Moi je préfère fonder l'identité européenne sur l'héritage greco-latin et sur celui des Lumières qui en est le prolongement. Mais l'identité Européenne existe, nous vivons ensemble, parallèlement et de façon semblable, au moins depuis l'empire romain. Tous les grands mouvements politiques (féodalité, monarchie, empire, démocratie) sociaux, économiques et culturels ont été inter-européens. Quelle est la différence entre les romantiques allemands, français, anglais ? La langue uniquement, d'ailleurs eux ne se trompaient pas.
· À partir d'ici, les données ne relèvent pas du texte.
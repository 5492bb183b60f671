use crate::payload::Payload;
use std::fmt::{Display, Formatter};
use tao_primitives::{Name, SpecVersion};


/// No decoding rule exists for the payload under the given runtime version
#[derive(Debug, Clone, Copy, Eq, PartialEq)]
pub struct UnsupportedVersion {
    pub payload: Payload,
    pub spec_version: SpecVersion
}


impl Display for UnsupportedVersion {
    fn fmt(&self, f: &mut Formatter<'_>) -> std::fmt::Result {
        write!(
            f,
            "{} has no decoding rule for spec version {}",
            self.payload,
            self.spec_version
        )
    }
}


impl std::error::Error for UnsupportedVersion {}


/// Raw bytes do not match the layout the version table promised.
///
/// Indicates a wrong version table entry, not bad chain data.
#[derive(Debug, Clone, Eq, PartialEq)]
pub struct MalformedPayload {
    pub payload: Payload,
    pub spec_version: SpecVersion,
    pub signature: Name,
    pub reason: String
}


impl Display for MalformedPayload {
    fn fmt(&self, f: &mut Formatter<'_>) -> std::fmt::Result {
        write!(
            f,
            "failed to decode {} at spec version {} with layout {}: {}",
            self.payload,
            self.spec_version,
            self.signature,
            self.reason
        )
    }
}


impl std::error::Error for MalformedPayload {}
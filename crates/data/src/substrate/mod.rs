mod model;


pub use model::*;
use crate::payload::Payload;
use crate::value::FieldType::{self, AccountId, U16, U64};
use tao_primitives::{Name, SpecVersion};


/// Binary shape of a payload under some runtime
#[derive(Debug, Clone, Copy)]
pub enum Layout {
    /// Positional fields, mapped onto the canonical field order
    Tuple(&'static [FieldType]),
    /// Named fields in wire order
    Struct(&'static [(Name, FieldType)])
}


#[derive(Debug, Clone, Copy)]
pub struct DecodeRule {
    pub payload: Payload,
    /// Runtime type hash of the layout
    pub signature: Name,
    pub spec_versions: &'static [SpecVersion],
    pub layout: Layout,
    /// SCALE encoded value returned for an absent storage entry
    pub default: Option<&'static [u8]>
}


const NAKAMOTO_LEGACY: &[SpecVersion] = &[100, 101];

const NAKAMOTO: &[SpecVersion] = &[
    102, 103, 104, 105, 106, 107, 108, 109, 110, 111, 112, 113, 114, 115, 116, 117, 118
];

const FINNEY: &[SpecVersion] = &[
    120, 121, 122, 123, 124, 125, 126, 127, 128, 129, 130, 131, 132, 133
];


const TRANSFER_STRUCT: &[(Name, FieldType)] = &[
    ("from", AccountId),
    ("to", AccountId),
    ("amount", U64)
];


pub static RULES: &[DecodeRule] = &[
    DecodeRule {
        payload: Payload::BalancesTransfer,
        signature: "dad2bcdca357505fa3c7832085d0db53ce6f902bd9f5b52823ee8791d351872c",
        spec_versions: NAKAMOTO_LEGACY,
        layout: Layout::Tuple(&[AccountId, AccountId, U64]),
        default: None
    },
    DecodeRule {
        payload: Payload::BalancesTransfer,
        signature: "0ffdf35c495114c2d42a8bf6c241483fd5334ca0198662e14480ad040f1e3a66",
        spec_versions: NAKAMOTO,
        layout: Layout::Struct(TRANSFER_STRUCT),
        default: None
    },
    DecodeRule {
        payload: Payload::BalancesTransfer,
        signature: "6bf095c280a1e7d2e72f60befe24c50c552cb3a8ee966ed5f8f645d2ea542007",
        spec_versions: FINNEY,
        layout: Layout::Struct(TRANSFER_STRUCT),
        default: None
    },
    DecodeRule {
        payload: Payload::NeuronRegistered,
        signature: "3c8da4069aae1f785fc41d706f3990947422f58b54afec215dd7893174b769ab",
        spec_versions: FINNEY,
        layout: Layout::Tuple(&[U16, U16, AccountId]),
        default: None
    },
    DecodeRule {
        payload: Payload::DifficultySet,
        signature: "63497f5b43ccaec48c63c145483201d1401c337201351f20084f825c2c167674",
        spec_versions: FINNEY,
        layout: Layout::Tuple(&[U16, U64]),
        default: None
    },
    DecodeRule {
        payload: Payload::WeightsSet,
        signature: "dad8cc7e7c9eb6faac84e0abde9fee1c92b9491647a7e864095f4f3d3a60fa82",
        spec_versions: FINNEY,
        layout: Layout::Tuple(&[U16, U16]),
        default: None
    },
    DecodeRule {
        payload: Payload::StakeAdded,
        signature: "fb1b6c83a547837ce9f07d7b623e71a4fec6cea1d51d01009d24c5a20e53d816",
        spec_versions: FINNEY,
        layout: Layout::Tuple(&[AccountId, U64]),
        default: None
    },
    DecodeRule {
        payload: Payload::AddStake,
        signature: "e57b2ac4bf7fde694b19ed828cae94b8dc7efb7fa05d51c0e2bed4a307c2532a",
        spec_versions: FINNEY,
        layout: Layout::Struct(&[("hotkey", AccountId), ("amount_staked", U64)]),
        default: None
    },
    DecodeRule {
        payload: Payload::Burn,
        signature: "d3e59d805c520391cc625ad2bf03c6f9aa8ff3a07b1e6c16d11a34fd9c5392a9",
        spec_versions: FINNEY,
        layout: Layout::Tuple(&[U64]),
        // 1_000_000_000
        default: Some(&[0x00, 0xca, 0x9a, 0x3b, 0, 0, 0, 0])
    }
];
use anyhow::{anyhow, ensure, Context};
use serde::Deserialize;
use std::collections::{BTreeMap, BTreeSet};
use tao_codec::{Payload, VersionedCodec, RULES};
use tao_primitives::{Netuid, SpecVersion};


#[derive(Debug, Clone, Eq, PartialEq, Deserialize)]
#[serde(deny_unknown_fields)]
pub struct ProcessorConfig {
    /// Tracked metrics are re-read from chain state every N blocks
    #[serde(default = "default_resync_interval")]
    pub resync_interval: u64,
    #[serde(default = "default_tracked_netuids")]
    pub tracked_netuids: Vec<Netuid>,
    #[serde(default = "default_ss58_prefix")]
    pub ss58_prefix: u16,
    /// Payload name -> layout signature -> additional spec versions
    #[serde(default)]
    pub runtime_versions: BTreeMap<String, BTreeMap<String, Vec<SpecVersion>>>
}


fn default_resync_interval() -> u64 {
    50
}


fn default_tracked_netuids() -> Vec<Netuid> {
    vec![1, 3, 11, 21]
}


fn default_ss58_prefix() -> u16 {
    42
}


impl Default for ProcessorConfig {
    fn default() -> Self {
        Self {
            resync_interval: default_resync_interval(),
            tracked_netuids: default_tracked_netuids(),
            ss58_prefix: default_ss58_prefix(),
            runtime_versions: BTreeMap::new()
        }
    }
}


impl ProcessorConfig {
    pub fn read_config_file(file: &str) -> anyhow::Result<Self> {
        let reader = std::io::BufReader::new(
            std::fs::File::open(file).with_context(|| format!("failed to open {}", file))?
        );
        let config = serde_yaml::from_reader(reader)?;
        Ok(config)
    }

    pub fn validate(&self) -> anyhow::Result<()> {
        ensure!(self.resync_interval > 0, "resync_interval must be positive");
        ensure!(self.ss58_prefix < 16384, "ss58_prefix {} is out of range", self.ss58_prefix);

        let mut seen = BTreeSet::new();
        for netuid in self.tracked_netuids.iter() {
            ensure!(seen.insert(*netuid), "netuid {} is tracked twice", netuid);
        }

        for (name, layouts) in self.runtime_versions.iter() {
            let payload = Payload::ALL.into_iter()
                .find(|p| p.name() == name.as_str())
                .ok_or_else(|| anyhow!("unknown payload {}", name))?;

            for signature in layouts.keys() {
                let rule = RULES.iter()
                    .find(|rule| rule.signature == signature.as_str())
                    .ok_or_else(|| anyhow!("unknown layout {} of {}", signature, name))?;
                ensure!(
                    rule.payload == payload,
                    "layout {} belongs to {}, not {}",
                    signature,
                    rule.payload,
                    name
                );
            }
        }
        Ok(())
    }

    /// Built-in version table extended with `runtime_versions`
    pub fn build_codec(&self) -> anyhow::Result<VersionedCodec> {
        self.validate()?;
        let mut codec = VersionedCodec::new();
        for (name, layouts) in self.runtime_versions.iter() {
            for (signature, versions) in layouts.iter() {
                codec.extend(signature, versions).with_context(|| {
                    format!("invalid runtime_versions entry for {}", name)
                })?;
            }
        }
        Ok(codec)
    }
}
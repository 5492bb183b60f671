use crate::types::{decode_string, deserialize_hex, HexString};
use serde::Deserialize;
use tao_primitives::{BlockNumber, ItemIndex, SpecVersion};


#[derive(Deserialize, Debug, Clone)]
#[serde(rename_all = "camelCase")]
pub struct BlockHeader {
    pub height: BlockNumber,
    pub hash: HexString,
    pub parent_hash: HexString,
    pub spec_name: Option<String>,
    pub spec_version: SpecVersion,
    #[serde(deserialize_with = "decode_string")]
    pub timestamp: u64,
}


#[derive(Deserialize, Debug, Clone)]
#[serde(rename_all = "camelCase")]
pub struct Event {
    /// Globally unique id, e.g. `0000001000-000000-a1b2c`
    pub id: String,
    pub index: ItemIndex,
    pub name: String,
    /// SCALE encoded event payload
    #[serde(deserialize_with = "deserialize_hex")]
    pub args: Vec<u8>,
    pub extrinsic_index: Option<ItemIndex>,
}


#[derive(Deserialize, Debug, Clone)]
#[serde(rename_all = "camelCase")]
pub struct Call {
    pub id: String,
    pub extrinsic_index: ItemIndex,
    #[serde(default)]
    pub address: Vec<ItemIndex>,
    pub name: String,
    /// SCALE encoded call arguments
    #[serde(deserialize_with = "deserialize_hex")]
    pub args: Vec<u8>,
    #[serde(default = "default_success")]
    pub success: bool,
}


fn default_success() -> bool {
    true
}


#[derive(Deserialize, Debug, Clone)]
#[serde(rename_all = "camelCase")]
pub struct Block {
    pub header: BlockHeader,
    #[serde(default)]
    pub events: Vec<Event>,
    #[serde(default)]
    pub calls: Vec<Call>,
}


impl Block {
    pub fn from_json_bytes(bytes: &[u8]) -> anyhow::Result<Self> {
        serde_json::from_slice(bytes).map_err(|err| err.into())
    }
}


impl tao_primitives::Block for Block {
    fn number(&self) -> BlockNumber {
        self.header.height
    }

    fn hash(&self) -> &str {
        &self.header.hash
    }

    fn parent_hash(&self) -> &str {
        &self.header.parent_hash
    }
}
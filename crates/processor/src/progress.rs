use std::collections::VecDeque;
use std::time::{Duration, Instant};


/// Processing speed over a sliding time window
pub struct Progress {
    samples: VecDeque<(u64, Instant)>,
    window_size: usize,
    granularity: Duration,
    has_news: bool
}


impl Progress {
    pub fn new(window_size: usize, granularity: Duration) -> Self {
        Self {
            samples: VecDeque::with_capacity(window_size + 1),
            window_size: window_size.max(1),
            granularity,
            has_news: false
        }
    }

    pub fn set_current_value(&mut self, value: u64) {
        self.set_value_at(value, Instant::now())
    }

    fn set_value_at(&mut self, value: u64, time: Instant) {
        self.has_news = true;

        let (last_value, last_time) = match self.samples.back() {
            Some(last) => *last,
            None => {
                self.samples.push_back((value, time));
                return
            }
        };

        let value = value.max(last_value);

        // samples closer than `granularity` are merged, except the very first one
        if self.samples.len() > 1 && time <= last_time + self.granularity {
            if let Some(last) = self.samples.back_mut() {
                last.0 = value
            }
            return
        }

        self.samples.push_back((value, time));
        if self.samples.len() > self.window_size + 1 {
            self.samples.pop_front();
        }
    }

    pub fn get_current_value(&self) -> Option<u64> {
        self.samples.back().map(|(value, _)| *value)
    }

    pub fn has_news(&self) -> bool {
        self.has_news
    }

    /// Units per second
    pub fn speed(&mut self) -> f64 {
        self.has_news = false;
        let (Some(beg), Some(end)) = (self.samples.front(), self.samples.back()) else {
            return 0.0
        };
        let duration = end.1.duration_since(beg.1).as_secs_f64();
        if duration == 0.0 {
            return 0.0
        }
        (end.0 - beg.0) as f64 / duration
    }
}
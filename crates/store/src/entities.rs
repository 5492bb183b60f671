use borsh::{BorshDeserialize, BorshSerialize};
use std::fmt::{Display, Formatter};
use tao_primitives::{BlockNumber, Netuid};


#[derive(Debug, Clone, Copy, Eq, PartialEq, Hash, Ord, PartialOrd)]
pub enum EntityKind {
    Coldkey,
    Hotkey,
    Transfer,
    NeuronRegistered,
    Burn
}


impl EntityKind {
    pub const ALL: [EntityKind; 5] = [
        EntityKind::Coldkey,
        EntityKind::Hotkey,
        EntityKind::Transfer,
        EntityKind::NeuronRegistered,
        EntityKind::Burn
    ];

    /// Key prefix byte, must never change for a given kind
    pub(crate) fn tag(self) -> u8 {
        match self {
            EntityKind::Coldkey => 1,
            EntityKind::Hotkey => 2,
            EntityKind::Transfer => 3,
            EntityKind::NeuronRegistered => 4,
            EntityKind::Burn => 5
        }
    }

    pub fn name(self) -> &'static str {
        match self {
            EntityKind::Coldkey => "coldkey",
            EntityKind::Hotkey => "hotkey",
            EntityKind::Transfer => "transfer",
            EntityKind::NeuronRegistered => "neuron_registered",
            EntityKind::Burn => "burn"
        }
    }
}


impl Display for EntityKind {
    fn fmt(&self, f: &mut Formatter<'_>) -> std::fmt::Result {
        f.write_str(self.name())
    }
}


pub trait Entity: BorshSerialize + BorshDeserialize + Clone {
    const KIND: EntityKind;

    fn id(&self) -> &str;

    /// Zero valued instance for a never seen id
    fn create(id: &str) -> Self;

    /// `(netuid, block)` position for "latest per netuid" lookups
    fn series(&self) -> Option<(Netuid, BlockNumber)> {
        None
    }
}


/// Account balance, updated by every transfer it takes part in
#[derive(Debug, Clone, Default, Eq, PartialEq, BorshSerialize, BorshDeserialize)]
pub struct Coldkey {
    pub id: String,
    pub balance: i128,
    pub block_num: BlockNumber
}


#[derive(Debug, Clone, Default, Eq, PartialEq, BorshSerialize, BorshDeserialize)]
pub struct Hotkey {
    pub id: String
}


#[derive(Debug, Clone, Default, Eq, PartialEq, BorshSerialize, BorshDeserialize)]
pub struct Transfer {
    pub id: String,
    pub block_hash: String,
    pub amount: u128,
    pub block_num: BlockNumber,
    pub timestamp: u64,
    pub from: String,
    pub to: String
}


#[derive(Debug, Clone, Default, Eq, PartialEq, BorshSerialize, BorshDeserialize)]
pub struct NeuronRegistered {
    pub id: String,
    pub block_num: BlockNumber,
    pub timestamp: u64,
    pub netuid: Netuid,
    pub uid: u16,
    pub hotkey: String
}


/// Change log row of the subnet registration burn.
///
/// Difficulty changes are recorded into the same series.
#[derive(Debug, Clone, Default, Eq, PartialEq, BorshSerialize, BorshDeserialize)]
pub struct Burn {
    pub id: String,
    pub block_num: BlockNumber,
    pub timestamp: u64,
    pub amount: i128,
    pub netuid: Netuid
}


macro_rules! impl_entity {
    ($t:ident, $kind:expr) => {
        impl Entity for $t {
            const KIND: EntityKind = $kind;

            fn id(&self) -> &str {
                &self.id
            }

            fn create(id: &str) -> Self {
                Self {
                    id: id.to_string(),
                    ..Default::default()
                }
            }
        }
    };
}


impl_entity!(Coldkey, EntityKind::Coldkey);
impl_entity!(Hotkey, EntityKind::Hotkey);
impl_entity!(Transfer, EntityKind::Transfer);
impl_entity!(NeuronRegistered, EntityKind::NeuronRegistered);


impl Entity for Burn {
    const KIND: EntityKind = EntityKind::Burn;

    fn id(&self) -> &str {
        &self.id
    }

    fn create(id: &str) -> Self {
        Self {
            id: id.to_string(),
            ..Default::default()
        }
    }

    fn series(&self) -> Option<(Netuid, BlockNumber)> {
        Some((self.netuid, self.block_num))
    }
}
use crate::anomaly::is_anomalous;
use crate::cache::{Metric, RunningStateCache};
use crate::chain_state::ChainState;
use crate::metrics;
use crate::ss58::AddressEncoder;
use anyhow::{bail, ensure, Context};
use tao_codec::{AddStake, DifficultySet, Payload, PayloadKind, StakeAdded, StorageEntry, VersionedCodec, WeightsSet};
use tao_data::substrate::{Block, BlockHeader, Call, Event};
use tao_primitives::Netuid;
use tao_store::{Burn, Coldkey, EntityStore, Hotkey, NeuronRegistered, Transfer};
use tracing::{debug, info, instrument};


#[derive(Debug, Clone)]
pub struct ProcessorSettings {
    /// Tracked metrics are synced from chain state on heights divisible by this
    pub resync_interval: u64,
    pub tracked_netuids: Vec<Netuid>
}


impl Default for ProcessorSettings {
    fn default() -> Self {
        Self {
            resync_interval: 50,
            tracked_netuids: vec![1, 3, 11, 21]
        }
    }
}


/// Turns blocks into entity mutations.
///
/// Blocks must be fed strictly in order, the running state depends on it.
pub struct BlockProcessor<CS, AE> {
    codec: VersionedCodec,
    chain_state: CS,
    addresses: AE,
    cache: RunningStateCache,
    settings: ProcessorSettings
}


impl<CS: ChainState, AE: AddressEncoder> BlockProcessor<CS, AE> {
    pub fn new(
        codec: VersionedCodec,
        chain_state: CS,
        addresses: AE,
        settings: ProcessorSettings
    ) -> anyhow::Result<Self> {
        ensure!(settings.resync_interval > 0, "resync interval must be positive");
        Ok(Self {
            codec,
            chain_state,
            addresses,
            cache: RunningStateCache::new(),
            settings
        })
    }

    pub fn cache(&self) -> &RunningStateCache {
        &self.cache
    }

    /// To be called once the writes of the last processed block are durable
    pub fn confirm(&mut self) {
        self.cache.confirm()
    }

    /// Pre-hooks first, then events, then calls, each in chain order.
    ///
    /// Any error leaves the store in an unspecified state and must abort the block.
    /// Running state changes stay pending until [BlockProcessor::confirm].
    #[instrument(name = "block", skip_all, fields(height = block.header.height))]
    pub async fn process_block<S: EntityStore>(&mut self, block: &Block, store: &mut S) -> anyhow::Result<()> {
        self.cache.discard();

        if block.header.height % self.settings.resync_interval == 0 {
            self.resync_burn(&block.header, store).await?;
        }

        for event in block.events.iter() {
            self.process_event(&block.header, event, store).with_context(|| {
                format!("failed to process event {} ({})", event.id, event.name)
            })?;
        }

        for call in block.calls.iter() {
            self.process_call(&block.header, call).with_context(|| {
                format!("failed to process call {} ({})", call.id, call.name)
            })?;
        }

        Ok(())
    }

    pub fn process_event<S: EntityStore>(
        &mut self,
        header: &BlockHeader,
        event: &Event,
        store: &mut S
    ) -> anyhow::Result<()> {
        let Some(payload) = Payload::from_name(PayloadKind::Event, &event.name) else {
            return Ok(())
        };
        let spec_version = header.spec_version;
        match payload {
            Payload::BalancesTransfer => {
                let transfer = self.codec.decode_as(spec_version, &event.args)?;
                self.on_transfer(header, event, transfer, store)
            },
            Payload::NeuronRegistered => {
                let registration = self.codec.decode_as(spec_version, &event.args)?;
                self.on_neuron_registered(header, event, registration, store)
            },
            Payload::DifficultySet => {
                let difficulty = self.codec.decode_as(spec_version, &event.args)?;
                self.on_difficulty_set(header, event, difficulty, store)
            },
            Payload::WeightsSet => {
                let WeightsSet { netuid, uid } = self.codec.decode_as(spec_version, &event.args)?;
                debug!(netuid, uid, "weights set");
                Ok(())
            },
            Payload::StakeAdded => {
                let StakeAdded { hotkey, amount } = self.codec.decode_as(spec_version, &event.args)?;
                debug!(hotkey = %self.addresses.encode(&hotkey), amount = %amount, "stake added");
                Ok(())
            },
            Payload::AddStake | Payload::Burn => bail!("{} is not an event", payload)
        }
    }

    /// Calls are only observed, they never change the state
    pub fn process_call(&self, header: &BlockHeader, call: &Call) -> anyhow::Result<()> {
        if !call.success {
            return Ok(())
        }
        match Payload::from_name(PayloadKind::Call, &call.name) {
            Some(Payload::AddStake) => {
                let AddStake { hotkey, amount_staked } = self.codec.decode_as(header.spec_version, &call.args)?;
                debug!(
                    hotkey = %self.addresses.encode(&hotkey),
                    amount_staked = %amount_staked,
                    "add_stake call"
                );
            },
            Some(payload) => bail!("{} is not a call", payload),
            None => {}
        }
        Ok(())
    }

    fn on_transfer<S: EntityStore>(
        &mut self,
        header: &BlockHeader,
        event: &Event,
        transfer: tao_codec::Transfer,
        store: &mut S
    ) -> anyhow::Result<()> {
        let amount = i128::try_from(transfer.amount)?;
        let from_id = self.addresses.encode(&transfer.from);
        let to_id = self.addresses.encode(&transfer.to);

        let mut from: Coldkey = store.get_or_create(&from_id)?;
        from.balance -= amount;
        from.block_num = header.height;
        store.save(&from)?;

        let mut to: Coldkey = store.get_or_create(&to_id)?;
        to.balance += amount;
        to.block_num = header.height;
        store.save(&to)?;

        store.save(&Transfer {
            id: event.id.clone(),
            block_hash: header.hash.clone(),
            amount: transfer.amount,
            block_num: header.height,
            timestamp: header.timestamp,
            from: from_id,
            to: to_id
        })?;

        metrics::TRANSFERS.inc();
        Ok(())
    }

    fn on_neuron_registered<S: EntityStore>(
        &mut self,
        header: &BlockHeader,
        event: &Event,
        registration: tao_codec::NeuronRegistered,
        store: &mut S
    ) -> anyhow::Result<()> {
        let hotkey: Hotkey = store.get_or_create(&self.addresses.encode(&registration.hotkey))?;
        store.save(&hotkey)?;

        store.save(&NeuronRegistered {
            id: event.id.clone(),
            block_num: header.height,
            timestamp: header.timestamp,
            netuid: registration.netuid,
            uid: registration.uid,
            hotkey: hotkey.id.clone()
        })?;

        info!(
            netuid = registration.netuid,
            uid = registration.uid,
            hotkey = %hotkey.id,
            "neuron registered"
        );
        metrics::NEURON_REGISTRATIONS.inc();
        Ok(())
    }

    /// Difficulty goes into the burn series unconditionally
    fn on_difficulty_set<S: EntityStore>(
        &mut self,
        header: &BlockHeader,
        event: &Event,
        difficulty: DifficultySet,
        store: &mut S
    ) -> anyhow::Result<()> {
        store.save(&Burn {
            id: format!("{}-{}", header.height, event.id),
            block_num: header.height,
            timestamp: header.timestamp,
            amount: i128::try_from(difficulty.difficulty)?,
            netuid: difficulty.netuid
        })?;

        info!(
            netuid = difficulty.netuid,
            difficulty = %difficulty.difficulty,
            "difficulty set"
        );
        metrics::BURN_CHANGES.inc();
        Ok(())
    }

    async fn resync_burn<S: EntityStore>(&mut self, header: &BlockHeader, store: &mut S) -> anyhow::Result<()> {
        debug!("syncing burn");

        let entry = StorageEntry::of(Payload::Burn).context("burn is not a storage item")?;

        for netuid in self.settings.tracked_netuids.iter().copied() {
            let key = entry.map_key(&netuid);
            let raw = self.chain_state.storage(&header.hash, &key).await.with_context(|| {
                format!("failed to read burn of netuid {}", netuid)
            })?;
            let tao_codec::Burn(value) = self.codec.decode_storage_as(header.spec_version, raw.as_deref())?;
            let value = i128::try_from(value)?;

            if self.cache.get(store, Metric::Burn, netuid)? == Some(value) {
                continue
            }

            if is_anomalous(value) {
                info!(
                    netuid,
                    value = %value,
                    "skipping burn update, the value is in the anomaly denylist"
                );
                metrics::ANOMALIES_SKIPPED.inc();
                continue
            }

            store.save(&Burn {
                id: format!("{}-{}", header.height, netuid),
                block_num: header.height,
                timestamp: header.timestamp,
                amount: value,
                netuid
            })?;
            self.cache.set(Metric::Burn, netuid, value);

            info!(netuid, value = %value, "new burn amount");
            metrics::BURN_CHANGES.inc();
        }

        Ok(())
    }
}
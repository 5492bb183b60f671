use std::marker::PhantomData;
use std::str::FromStr;


/// Lowercase `0x` prefixed hex string
pub type HexString = String;


struct HexParser;


impl<'de> serde::de::Visitor<'de> for HexParser {
    type Value = Vec<u8>;

    fn expecting(&self, f: &mut std::fmt::Formatter) -> std::fmt::Result {
        write!(f, "a 0x prefixed hex string")
    }

    fn visit_str<E>(self, v: &str) -> Result<Self::Value, E>
    where
        E: serde::de::Error,
    {
        decode_hex(v).map_err(|err| serde::de::Error::custom(err))
    }
}


struct StringParser<T> {
    phantom_data: PhantomData<T>
}


impl<T> StringParser<T> {
    pub fn new() -> Self {
        Self {
            phantom_data: PhantomData::default()
        }
    }
}


impl<'de, T: FromStr> serde::de::Visitor<'de> for StringParser<T> {
    type Value = T;

    fn expecting(&self, f: &mut std::fmt::Formatter) -> std::fmt::Result {
        write!(f, "a number or a string literal representing {}", std::any::type_name::<T>())
    }

    fn visit_str<E>(self, v: &str) -> Result<Self::Value, E>
    where
        E: serde::de::Error,
    {
        T::from_str(v).map_err(|_| {
            serde::de::Error::custom(
                format!("failed to deserialize `{}` as {}", v, std::any::type_name::<T>())
            )
        })
    }

    fn visit_u64<E>(self, v: u64) -> Result<Self::Value, E>
    where
        E: serde::de::Error,
    {
        self.visit_str(&v.to_string())
    }
}


/// Accepts both `"123"` and `123`, the archive emits large integers as strings
pub fn decode_string<'de, T, D>(deserializer: D) -> Result<T, D::Error>
    where D: serde::Deserializer<'de>,
          T: FromStr
{
    deserializer.deserialize_any(StringParser::<T>::new())
}


pub fn deserialize_hex<'de, D>(deserializer: D) -> Result<Vec<u8>, D::Error>
    where D: serde::Deserializer<'de>
{
    deserializer.deserialize_str(HexParser)
}


pub fn decode_hex(s: &str) -> anyhow::Result<Vec<u8>> {
    let digits = s.strip_prefix("0x").unwrap_or(s);
    if digits.is_empty() {
        return Ok(Vec::new())
    }
    anyhow::ensure!(digits.len() % 2 == 0, "odd number of hex digits in {}", s);
    let mut out = vec![0; digits.len() / 2];
    faster_hex::hex_decode(digits.as_bytes(), &mut out)?;
    Ok(out)
}


pub fn encode_hex(bytes: &[u8]) -> HexString {
    let mut out = String::with_capacity(2 + bytes.len() * 2);
    out.push_str("0x");
    out.push_str(&faster_hex::hex_string(bytes));
    out
}


#[cfg(test)]
mod test {
    use super::{decode_hex, encode_hex};


    #[test]
    fn hex_conversions() {
        assert_eq!(decode_hex("0x00ff10").unwrap(), vec![0, 255, 16]);
        assert_eq!(decode_hex("0a").unwrap(), vec![10]);
        assert_eq!(encode_hex(&[0xde, 0xad]), "0xdead");
        assert!(decode_hex("0x123").is_err());
        assert!(decode_hex("0xzz").is_err());
    }
}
Ce sont les fameuses 23 langues (+++…) qui font un écran de fumée nous empêchant de distinguer cette identité européenne, d'où la nécessité d'une langue commune.
Moi quand je me balade dans les rues de Vérone ou de Prague, de Coblence, de Cambridge ou de Coimbra, je me sens parfaitement chez moi, les seules différences sont les panneaux "stazione, nádraží, Bahnhof, station, estação" et un peu la cuisine: bière ou vin, huile d'olive ou beurre, frites ou spaghetti…

Quant à la Shoah, d'accord c'est l'horreur absolue, que nul en dehors du peuple juif ne peut ressentir avec autant d'intensité. Mais n'oublions pas non plus le traumatisme qu'a été le nazisme pour tous les peuples qu'il a occupés: Gestapo, tortures, dénonciations, déportations, camps de concentration (aussi pour les politiques, résistants, homosexuels, Roms, …). C'est pour cela qu'à la fin de la guerre, on a voulu faire l'Europe. Pour la paix et que de telles horreurs ne se produisent plus jamais… (malheureusement, elles vont se produire ailleurs… et si l'Europe avait vraiment existé, sans toujours demander aux Américains la permission de lever le petit doigt, on aurait pu éviter Srebrenica).